ACTION ITEM —
Everything from the first line of the entries below through the line holding "times converted to" must be printed exactly as written.

AVAILABLE RECORDS —

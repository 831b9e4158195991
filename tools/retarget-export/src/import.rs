//! Clip and template import (glTF/GLB -> armature + action).
//!
//! The first skin of the document is the armature: its joints become bones
//! (hierarchy from the node tree, rest pose from node transforms), non-joint
//! descendants of the root joint come along as non-deforming bones. The
//! first animation becomes the attached action, sampler times converted to
//! frames at a fixed rate.

use std::collections::{HashMap, HashSet};
use std::path::Path;

use anyhow::{bail, Context, Result};

use retarget_core::{
    Action, Armature, Bone, ChannelProperty, ChannelTarget, Interpolation, RetargetError,
    Skeleton, Transform,
};

/// Sample rate used to convert glTF sampler times (seconds) to frames.
pub const FRAME_RATE: f32 = 30.0;

/// Recognized clip file extensions. Anything else is silently skipped by
/// the batch driver.
pub const CLIP_EXTENSIONS: &[&str] = &["glb", "gltf"];

/// Whether a path looks like a supported clip file.
pub fn is_clip_file(path: &Path) -> bool {
    path.extension()
        .and_then(|e| e.to_str())
        .map(|e| {
            let e = e.to_lowercase();
            CLIP_EXTENSIONS.iter().any(|known| *known == e)
        })
        .unwrap_or(false)
}

/// Import a clip file: armature plus its animation. Fails when the document
/// has no skin or no animation.
pub fn import_clip(path: &Path) -> Result<Armature> {
    let (document, buffers, _images) =
        gltf::import(path).with_context(|| format!("Failed to load glTF: {:?}", path))?;
    let stem = file_stem(path);

    let (mut armature, channel_map) = build_armature(&document, &stem)?;
    let action = build_action(&document, &buffers, &channel_map, &stem)?
        .with_context(|| format!("No animations found in glTF: {:?}", path))?;
    armature.action = Some(action);
    Ok(armature)
}

/// Import the target skeleton template. Animation data in the template is
/// ignored; the caller re-imports a fresh copy for every clip.
pub fn import_template(path: &Path) -> Result<Armature> {
    let (document, _buffers, _images) =
        gltf::import(path).with_context(|| format!("Failed to load template: {:?}", path))?;
    let (armature, _) = build_armature(&document, &file_stem(path))?;
    Ok(armature)
}

/// List the animations in a clip file: name, channel count, duration.
pub fn list_animations(path: &Path) -> Result<()> {
    let (document, buffers, _images) =
        gltf::import(path).with_context(|| format!("Failed to load glTF: {:?}", path))?;

    let animations: Vec<_> = document.animations().collect();
    if animations.is_empty() {
        tracing::info!("No animations found in {:?}", path);
        return Ok(());
    }

    tracing::info!("Animations in {:?}:", path);
    for (i, animation) in animations.iter().enumerate() {
        let name = animation.name().unwrap_or("unnamed");
        let channel_count = animation.channels().count();
        let mut max_time = 0.0f32;
        for channel in animation.channels() {
            if let Ok(times) = read_elements::<1>(&channel.sampler().input(), &buffers) {
                if let Some(t) = times.last() {
                    max_time = max_time.max(t[0]);
                }
            }
        }
        tracing::info!("  [{}] '{}': {} channels, {:.2}s", i, name, channel_count, max_time);
    }
    Ok(())
}

fn file_stem(path: &Path) -> String {
    path.file_stem()
        .and_then(|s| s.to_str())
        .unwrap_or("clip")
        .to_string()
}

/// How an animation channel's target node maps into the armature.
enum ChannelSlot {
    Object,
    Bone(String),
}

/// Build the armature from the document's first skin, returning it together
/// with a node-index -> channel-target map for animation resolution.
fn build_armature(
    document: &gltf::Document,
    fallback_name: &str,
) -> Result<(Armature, HashMap<usize, ChannelSlot>)> {
    let skin = document.skins().next().ok_or(RetargetError::NoArmature)?;
    let joint_set: HashSet<usize> = skin.joints().map(|j| j.index()).collect();
    if joint_set.is_empty() {
        bail!("No bones found in skin");
    }

    // child node -> parent node over the whole document
    let mut node_parent: HashMap<usize, usize> = HashMap::new();
    for node in document.nodes() {
        for child in node.children() {
            node_parent.insert(child.index(), node.index());
        }
    }
    let nodes: Vec<_> = document.nodes().collect();

    // Root joints: joints whose parent node is not itself a joint.
    let root_joints: Vec<usize> = skin
        .joints()
        .map(|j| j.index())
        .filter(|i| {
            node_parent
                .get(i)
                .map(|p| !joint_set.contains(p))
                .unwrap_or(true)
        })
        .collect();

    let mut armature_name = skin
        .name()
        .map(str::to_string)
        .unwrap_or_else(|| fallback_name.to_string());
    let mut object_transform = Transform::IDENTITY;
    let mut channel_map: HashMap<usize, ChannelSlot> = HashMap::new();

    // A shared non-joint parent of the root joints is the armature object
    // node: its transform and name carry over, and channels targeting it
    // drive the object.
    if let Some(&first_root) = root_joints.first() {
        if let Some(&object_node) = node_parent.get(&first_root) {
            let node = &nodes[object_node];
            object_transform = node_trs(node);
            if let Some(name) = node.name() {
                armature_name = name.to_string();
            }
            channel_map.insert(object_node, ChannelSlot::Object);
        }
    }

    // Depth-first from each root joint so parents always precede children;
    // non-joint descendants come along as non-deforming bones.
    let mut bones: Vec<Bone> = Vec::new();
    let mut stack: Vec<(usize, Option<usize>)> = Vec::new();
    for root in root_joints.iter().rev() {
        stack.push((*root, None));
    }
    while let Some((node_index, parent_bone)) = stack.pop() {
        let node = &nodes[node_index];
        let name = node
            .name()
            .map(str::to_string)
            .unwrap_or_else(|| format!("bone_{node_index}"));
        let bone_index = bones.len();
        bones.push(
            Bone::new(name.clone(), parent_bone, node_trs(node))
                .with_deform(joint_set.contains(&node_index)),
        );
        channel_map.insert(node_index, ChannelSlot::Bone(name));
        let children: Vec<_> = node.children().collect();
        for child in children.into_iter().rev() {
            stack.push((child.index(), Some(bone_index)));
        }
    }

    let skeleton = Skeleton::from_bones(bones)?;
    let mut armature = Armature::new(armature_name, skeleton);
    armature.transform = object_transform;
    Ok((armature, channel_map))
}

fn node_trs(node: &gltf::Node) -> Transform {
    let (translation, rotation, scale) = node.transform().decomposed();
    Transform::new(
        glam::Vec3::from_array(translation),
        glam::Quat::from_array(rotation),
        glam::Vec3::from_array(scale),
    )
}

/// Build the action from the document's first animation, or None when the
/// document has none.
fn build_action(
    document: &gltf::Document,
    buffers: &[gltf::buffer::Data],
    channel_map: &HashMap<usize, ChannelSlot>,
    fallback_name: &str,
) -> Result<Option<Action>> {
    let Some(animation) = document.animations().next() else {
        return Ok(None);
    };
    let mut action = Action::new(animation.name().unwrap_or(fallback_name));

    for channel in animation.channels() {
        let node_index = channel.target().node().index();
        let Some(slot) = channel_map.get(&node_index) else {
            continue;
        };
        let target = match slot {
            ChannelSlot::Object => ChannelTarget::Object,
            ChannelSlot::Bone(name) => ChannelTarget::Bone(name.clone()),
        };

        let sampler = channel.sampler();
        let times = read_elements::<1>(&sampler.input(), buffers)?;
        let cubic = sampler.interpolation() == gltf::animation::Interpolation::CubicSpline;
        let interpolation = match sampler.interpolation() {
            gltf::animation::Interpolation::Step => Interpolation::Constant,
            _ => Interpolation::Linear,
        };
        // Cubic spline output packs [in-tangent, value, out-tangent]; only
        // the value matters here.
        let stride = if cubic { 3 } else { 1 };
        let pick = if cubic { 1 } else { 0 };

        match channel.target().property() {
            gltf::animation::Property::Translation => {
                let values = read_elements::<3>(&sampler.output(), buffers)?;
                for (k, t) in times.iter().enumerate() {
                    let frame = t[0] * FRAME_RATE;
                    let value = values[k * stride + pick];
                    for i in 0..3 {
                        action
                            .curve_ensure(&target, ChannelProperty::Location, i)
                            .insert(frame, value[i], interpolation);
                    }
                }
            }
            gltf::animation::Property::Rotation => {
                let values = read_elements::<4>(&sampler.output(), buffers)?;
                for (k, t) in times.iter().enumerate() {
                    let frame = t[0] * FRAME_RATE;
                    let value = values[k * stride + pick];
                    for i in 0..4 {
                        action
                            .curve_ensure(&target, ChannelProperty::RotationQuaternion, i)
                            .insert(frame, value[i], interpolation);
                    }
                }
            }
            _ => {} // Scale and morph weights are not retargeted
        }
    }

    Ok(Some(action))
}

/// Read an accessor of f32 elements with N components each.
fn read_elements<const N: usize>(
    accessor: &gltf::Accessor,
    buffers: &[gltf::buffer::Data],
) -> Result<Vec<[f32; N]>> {
    if accessor.data_type() != gltf::accessor::DataType::F32 {
        bail!("Accessor has unsupported component type {:?}", accessor.data_type());
    }
    let view = accessor.view().context("Accessor has no buffer view")?;
    let buffer = &buffers[view.buffer().index()];
    let offset = view.offset() + accessor.offset();
    let count = accessor.count();
    let stride = view.stride().unwrap_or(N * 4);

    let mut values = Vec::with_capacity(count);
    for i in 0..count {
        let base = offset + i * stride;
        let mut element = [0.0f32; N];
        for (j, component) in element.iter_mut().enumerate() {
            let at = base + j * 4;
            let bytes: [u8; 4] = buffer[at..at + 4]
                .try_into()
                .context("Accessor data out of bounds")?;
            *component = f32::from_le_bytes(bytes);
        }
        values.push(element);
    }
    Ok(values)
}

FINAL ANSWER —
repository 831b9e4158195991
filename tools/retarget-export/src/import.rs
//! Clip and template import (glTF/GLB -> armature + action).
//!
//! The first skin of the document is the armature: its joints become bones
//! (hierarchy from the node tree, rest pose from node transforms), non-joint
//! descendants of the root joint come along as non-deforming bones. The
//! first animation becomes the attached action, sampler times converted to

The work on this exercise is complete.